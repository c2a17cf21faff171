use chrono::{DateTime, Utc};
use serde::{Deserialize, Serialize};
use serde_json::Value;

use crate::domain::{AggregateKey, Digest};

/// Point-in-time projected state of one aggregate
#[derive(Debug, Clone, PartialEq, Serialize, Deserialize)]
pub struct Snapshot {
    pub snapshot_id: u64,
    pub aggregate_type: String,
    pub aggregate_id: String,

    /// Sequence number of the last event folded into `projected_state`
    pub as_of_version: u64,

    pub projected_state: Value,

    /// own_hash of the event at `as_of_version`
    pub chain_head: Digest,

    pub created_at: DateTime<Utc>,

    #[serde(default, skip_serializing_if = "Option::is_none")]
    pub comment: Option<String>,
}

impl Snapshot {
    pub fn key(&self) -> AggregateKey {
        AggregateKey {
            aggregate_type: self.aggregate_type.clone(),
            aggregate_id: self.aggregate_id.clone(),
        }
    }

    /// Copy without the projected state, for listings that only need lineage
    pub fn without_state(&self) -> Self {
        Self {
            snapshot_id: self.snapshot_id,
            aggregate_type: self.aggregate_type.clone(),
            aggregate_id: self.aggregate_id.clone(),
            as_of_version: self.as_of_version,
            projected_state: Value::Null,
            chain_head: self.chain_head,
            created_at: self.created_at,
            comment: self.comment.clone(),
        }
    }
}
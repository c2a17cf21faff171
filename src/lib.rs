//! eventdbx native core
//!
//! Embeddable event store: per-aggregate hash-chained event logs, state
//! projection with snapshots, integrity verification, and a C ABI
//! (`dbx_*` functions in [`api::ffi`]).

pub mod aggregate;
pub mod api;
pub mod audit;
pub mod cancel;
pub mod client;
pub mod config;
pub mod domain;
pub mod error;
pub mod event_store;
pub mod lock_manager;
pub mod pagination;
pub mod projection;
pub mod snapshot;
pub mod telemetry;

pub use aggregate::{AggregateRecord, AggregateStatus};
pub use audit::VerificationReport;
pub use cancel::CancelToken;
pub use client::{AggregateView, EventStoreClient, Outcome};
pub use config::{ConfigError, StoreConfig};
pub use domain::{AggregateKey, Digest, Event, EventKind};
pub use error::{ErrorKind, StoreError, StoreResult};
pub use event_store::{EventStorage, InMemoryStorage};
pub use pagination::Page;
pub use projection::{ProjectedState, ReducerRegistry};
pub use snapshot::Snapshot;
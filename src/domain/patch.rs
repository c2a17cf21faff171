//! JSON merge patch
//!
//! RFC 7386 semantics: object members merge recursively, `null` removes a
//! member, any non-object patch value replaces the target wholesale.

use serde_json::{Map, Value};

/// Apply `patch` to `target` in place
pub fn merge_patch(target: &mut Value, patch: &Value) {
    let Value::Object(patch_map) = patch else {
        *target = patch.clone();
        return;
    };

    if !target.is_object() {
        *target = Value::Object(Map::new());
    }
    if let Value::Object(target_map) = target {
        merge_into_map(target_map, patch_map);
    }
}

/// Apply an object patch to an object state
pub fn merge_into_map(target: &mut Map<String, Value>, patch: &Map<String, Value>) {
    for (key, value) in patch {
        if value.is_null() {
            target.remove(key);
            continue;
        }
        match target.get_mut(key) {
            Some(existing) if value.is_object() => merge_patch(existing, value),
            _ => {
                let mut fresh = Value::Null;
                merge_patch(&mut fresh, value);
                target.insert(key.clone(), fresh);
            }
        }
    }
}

+ + + + + + +

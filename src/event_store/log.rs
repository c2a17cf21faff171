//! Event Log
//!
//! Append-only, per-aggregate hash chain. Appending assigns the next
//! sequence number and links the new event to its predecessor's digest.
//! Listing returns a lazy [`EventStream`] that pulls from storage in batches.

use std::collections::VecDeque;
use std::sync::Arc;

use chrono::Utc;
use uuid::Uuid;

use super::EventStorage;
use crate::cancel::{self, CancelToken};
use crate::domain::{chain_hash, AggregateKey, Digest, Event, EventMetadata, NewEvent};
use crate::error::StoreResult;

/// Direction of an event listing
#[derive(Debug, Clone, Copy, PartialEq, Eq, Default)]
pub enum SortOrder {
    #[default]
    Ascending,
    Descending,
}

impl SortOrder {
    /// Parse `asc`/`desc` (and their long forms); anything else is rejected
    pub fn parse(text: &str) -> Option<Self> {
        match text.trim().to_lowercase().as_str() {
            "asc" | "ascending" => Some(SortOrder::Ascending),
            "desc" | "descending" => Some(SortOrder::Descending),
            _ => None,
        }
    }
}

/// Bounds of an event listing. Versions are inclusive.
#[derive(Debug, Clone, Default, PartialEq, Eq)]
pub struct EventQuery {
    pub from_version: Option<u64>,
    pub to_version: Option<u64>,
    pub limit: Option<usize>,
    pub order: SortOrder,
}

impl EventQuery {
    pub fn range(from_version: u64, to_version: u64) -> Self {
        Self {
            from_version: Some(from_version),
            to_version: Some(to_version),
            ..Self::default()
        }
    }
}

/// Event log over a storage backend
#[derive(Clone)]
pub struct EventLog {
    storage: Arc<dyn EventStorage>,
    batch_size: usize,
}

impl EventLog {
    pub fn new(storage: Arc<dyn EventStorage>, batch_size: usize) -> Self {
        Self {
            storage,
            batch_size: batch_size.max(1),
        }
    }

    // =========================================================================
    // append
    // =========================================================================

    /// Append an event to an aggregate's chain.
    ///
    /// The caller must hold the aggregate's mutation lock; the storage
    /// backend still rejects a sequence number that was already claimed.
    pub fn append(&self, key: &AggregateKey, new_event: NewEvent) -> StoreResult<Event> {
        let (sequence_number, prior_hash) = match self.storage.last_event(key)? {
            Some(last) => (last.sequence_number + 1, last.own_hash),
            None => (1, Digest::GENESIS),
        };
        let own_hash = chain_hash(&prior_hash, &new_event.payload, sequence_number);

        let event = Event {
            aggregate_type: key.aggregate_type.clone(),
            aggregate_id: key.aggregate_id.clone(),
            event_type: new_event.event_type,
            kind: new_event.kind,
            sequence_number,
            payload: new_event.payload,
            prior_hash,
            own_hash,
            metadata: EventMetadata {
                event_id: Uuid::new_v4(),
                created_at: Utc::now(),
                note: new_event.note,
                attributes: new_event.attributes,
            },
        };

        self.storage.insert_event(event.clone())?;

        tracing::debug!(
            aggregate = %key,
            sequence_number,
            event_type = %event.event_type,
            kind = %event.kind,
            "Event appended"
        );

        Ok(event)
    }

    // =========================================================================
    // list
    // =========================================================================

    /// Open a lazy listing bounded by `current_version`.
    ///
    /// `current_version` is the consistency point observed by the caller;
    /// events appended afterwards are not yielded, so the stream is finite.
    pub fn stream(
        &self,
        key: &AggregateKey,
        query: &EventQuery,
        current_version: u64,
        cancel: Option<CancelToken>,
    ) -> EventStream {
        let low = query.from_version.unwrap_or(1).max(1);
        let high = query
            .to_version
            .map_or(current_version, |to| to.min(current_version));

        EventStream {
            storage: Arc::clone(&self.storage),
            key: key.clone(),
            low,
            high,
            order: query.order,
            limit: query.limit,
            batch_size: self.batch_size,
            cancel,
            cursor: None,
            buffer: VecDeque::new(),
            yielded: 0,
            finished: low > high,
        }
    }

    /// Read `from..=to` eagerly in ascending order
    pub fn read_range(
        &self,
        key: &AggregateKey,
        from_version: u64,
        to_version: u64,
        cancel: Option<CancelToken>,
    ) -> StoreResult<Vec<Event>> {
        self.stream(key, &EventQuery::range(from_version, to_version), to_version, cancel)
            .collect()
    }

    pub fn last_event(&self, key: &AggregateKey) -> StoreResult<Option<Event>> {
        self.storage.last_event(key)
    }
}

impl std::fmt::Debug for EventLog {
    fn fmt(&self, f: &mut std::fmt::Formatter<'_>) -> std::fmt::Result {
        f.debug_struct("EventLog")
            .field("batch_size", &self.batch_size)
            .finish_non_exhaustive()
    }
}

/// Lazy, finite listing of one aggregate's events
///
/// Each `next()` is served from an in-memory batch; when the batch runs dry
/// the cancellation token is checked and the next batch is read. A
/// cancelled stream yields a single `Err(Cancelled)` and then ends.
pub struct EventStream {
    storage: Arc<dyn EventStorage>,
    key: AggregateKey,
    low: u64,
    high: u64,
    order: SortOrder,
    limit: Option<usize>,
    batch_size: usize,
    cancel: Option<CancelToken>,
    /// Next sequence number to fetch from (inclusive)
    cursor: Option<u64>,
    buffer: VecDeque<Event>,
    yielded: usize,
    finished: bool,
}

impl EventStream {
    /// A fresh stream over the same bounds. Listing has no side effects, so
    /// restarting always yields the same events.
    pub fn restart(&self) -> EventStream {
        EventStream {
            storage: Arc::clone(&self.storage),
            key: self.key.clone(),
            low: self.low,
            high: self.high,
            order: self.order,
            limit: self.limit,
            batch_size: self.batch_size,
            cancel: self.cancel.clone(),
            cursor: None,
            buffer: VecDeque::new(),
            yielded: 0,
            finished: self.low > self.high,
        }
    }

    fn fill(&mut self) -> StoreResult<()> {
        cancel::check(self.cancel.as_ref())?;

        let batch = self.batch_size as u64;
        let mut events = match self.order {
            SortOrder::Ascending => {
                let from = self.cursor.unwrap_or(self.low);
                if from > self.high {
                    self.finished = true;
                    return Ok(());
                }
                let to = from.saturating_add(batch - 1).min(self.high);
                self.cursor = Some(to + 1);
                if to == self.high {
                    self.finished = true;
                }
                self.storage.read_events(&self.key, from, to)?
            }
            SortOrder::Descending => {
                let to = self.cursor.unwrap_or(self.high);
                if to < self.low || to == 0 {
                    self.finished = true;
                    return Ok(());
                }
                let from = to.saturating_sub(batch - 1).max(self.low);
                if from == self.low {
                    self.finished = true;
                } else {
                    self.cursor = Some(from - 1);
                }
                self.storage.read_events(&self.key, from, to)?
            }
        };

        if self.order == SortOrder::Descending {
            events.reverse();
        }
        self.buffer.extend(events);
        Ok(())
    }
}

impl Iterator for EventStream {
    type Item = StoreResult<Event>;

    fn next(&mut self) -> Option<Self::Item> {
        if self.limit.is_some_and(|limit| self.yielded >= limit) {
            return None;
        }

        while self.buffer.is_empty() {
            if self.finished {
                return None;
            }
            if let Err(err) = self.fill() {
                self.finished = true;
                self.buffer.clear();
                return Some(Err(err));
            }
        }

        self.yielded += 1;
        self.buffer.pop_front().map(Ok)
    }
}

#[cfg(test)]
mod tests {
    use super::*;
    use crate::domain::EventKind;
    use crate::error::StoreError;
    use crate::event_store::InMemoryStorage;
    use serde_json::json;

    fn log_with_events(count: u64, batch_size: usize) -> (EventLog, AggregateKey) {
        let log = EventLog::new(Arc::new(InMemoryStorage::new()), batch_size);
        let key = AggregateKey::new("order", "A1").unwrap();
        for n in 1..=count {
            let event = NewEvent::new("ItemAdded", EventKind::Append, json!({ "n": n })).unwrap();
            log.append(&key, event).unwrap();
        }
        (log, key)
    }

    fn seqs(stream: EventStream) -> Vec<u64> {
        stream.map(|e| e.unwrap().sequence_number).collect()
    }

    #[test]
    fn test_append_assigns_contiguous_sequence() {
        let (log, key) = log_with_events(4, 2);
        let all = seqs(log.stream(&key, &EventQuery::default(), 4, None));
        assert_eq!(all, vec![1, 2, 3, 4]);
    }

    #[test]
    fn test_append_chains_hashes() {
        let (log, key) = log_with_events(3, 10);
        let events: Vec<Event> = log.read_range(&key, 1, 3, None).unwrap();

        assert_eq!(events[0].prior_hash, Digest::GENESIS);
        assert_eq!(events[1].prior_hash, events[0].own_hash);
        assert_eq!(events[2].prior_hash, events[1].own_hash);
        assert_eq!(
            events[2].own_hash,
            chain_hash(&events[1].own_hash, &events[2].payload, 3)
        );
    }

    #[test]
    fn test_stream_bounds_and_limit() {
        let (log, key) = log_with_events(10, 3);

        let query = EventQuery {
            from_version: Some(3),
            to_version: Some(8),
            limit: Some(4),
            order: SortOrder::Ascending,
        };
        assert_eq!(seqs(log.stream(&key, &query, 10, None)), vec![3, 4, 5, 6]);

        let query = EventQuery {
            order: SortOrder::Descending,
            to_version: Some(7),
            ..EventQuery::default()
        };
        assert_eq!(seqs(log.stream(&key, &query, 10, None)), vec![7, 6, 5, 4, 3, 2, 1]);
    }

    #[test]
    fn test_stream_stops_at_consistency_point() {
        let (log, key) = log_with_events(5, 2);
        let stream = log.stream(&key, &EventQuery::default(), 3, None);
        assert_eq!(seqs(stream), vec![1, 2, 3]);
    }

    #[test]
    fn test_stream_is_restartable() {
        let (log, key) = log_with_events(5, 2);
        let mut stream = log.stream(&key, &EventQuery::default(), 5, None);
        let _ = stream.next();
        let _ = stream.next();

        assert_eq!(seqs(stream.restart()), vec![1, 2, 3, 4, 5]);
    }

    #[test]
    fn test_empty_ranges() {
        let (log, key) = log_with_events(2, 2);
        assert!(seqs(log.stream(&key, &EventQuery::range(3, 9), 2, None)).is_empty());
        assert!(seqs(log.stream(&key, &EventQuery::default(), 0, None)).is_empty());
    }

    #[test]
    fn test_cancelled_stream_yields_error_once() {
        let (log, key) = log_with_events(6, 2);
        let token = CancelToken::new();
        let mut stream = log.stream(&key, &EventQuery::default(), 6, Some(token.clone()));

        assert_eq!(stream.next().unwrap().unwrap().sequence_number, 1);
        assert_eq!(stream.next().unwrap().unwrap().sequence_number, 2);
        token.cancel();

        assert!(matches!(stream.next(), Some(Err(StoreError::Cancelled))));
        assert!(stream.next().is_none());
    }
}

+ + + + + + +

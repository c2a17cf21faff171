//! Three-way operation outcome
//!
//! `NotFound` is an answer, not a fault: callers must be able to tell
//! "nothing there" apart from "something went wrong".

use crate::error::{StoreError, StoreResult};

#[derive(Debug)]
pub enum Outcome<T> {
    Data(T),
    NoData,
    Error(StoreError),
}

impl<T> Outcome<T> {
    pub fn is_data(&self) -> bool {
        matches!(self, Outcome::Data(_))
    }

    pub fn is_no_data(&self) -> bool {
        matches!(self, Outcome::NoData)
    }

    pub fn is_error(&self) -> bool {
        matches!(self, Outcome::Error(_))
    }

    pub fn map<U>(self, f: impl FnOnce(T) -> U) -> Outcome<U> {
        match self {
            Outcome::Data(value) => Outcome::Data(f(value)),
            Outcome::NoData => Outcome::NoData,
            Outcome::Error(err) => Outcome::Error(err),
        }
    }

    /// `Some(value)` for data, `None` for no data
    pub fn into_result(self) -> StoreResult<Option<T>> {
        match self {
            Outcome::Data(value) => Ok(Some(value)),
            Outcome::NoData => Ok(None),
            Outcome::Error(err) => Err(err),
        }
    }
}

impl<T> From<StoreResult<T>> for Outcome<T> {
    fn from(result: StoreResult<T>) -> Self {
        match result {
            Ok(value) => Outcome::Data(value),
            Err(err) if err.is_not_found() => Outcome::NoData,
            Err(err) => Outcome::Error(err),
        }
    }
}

+ + + + + + +

> **BRIEF**:
Look through the entries above; copy every line holding the string "bool".

> **COMPLETED EXERCISE**:
    finished: bool,
    pub fn is_data(&self) -> bool {
    pub fn is_no_data(&self) -> bool {
    pub fn is_error(&self) -> bool {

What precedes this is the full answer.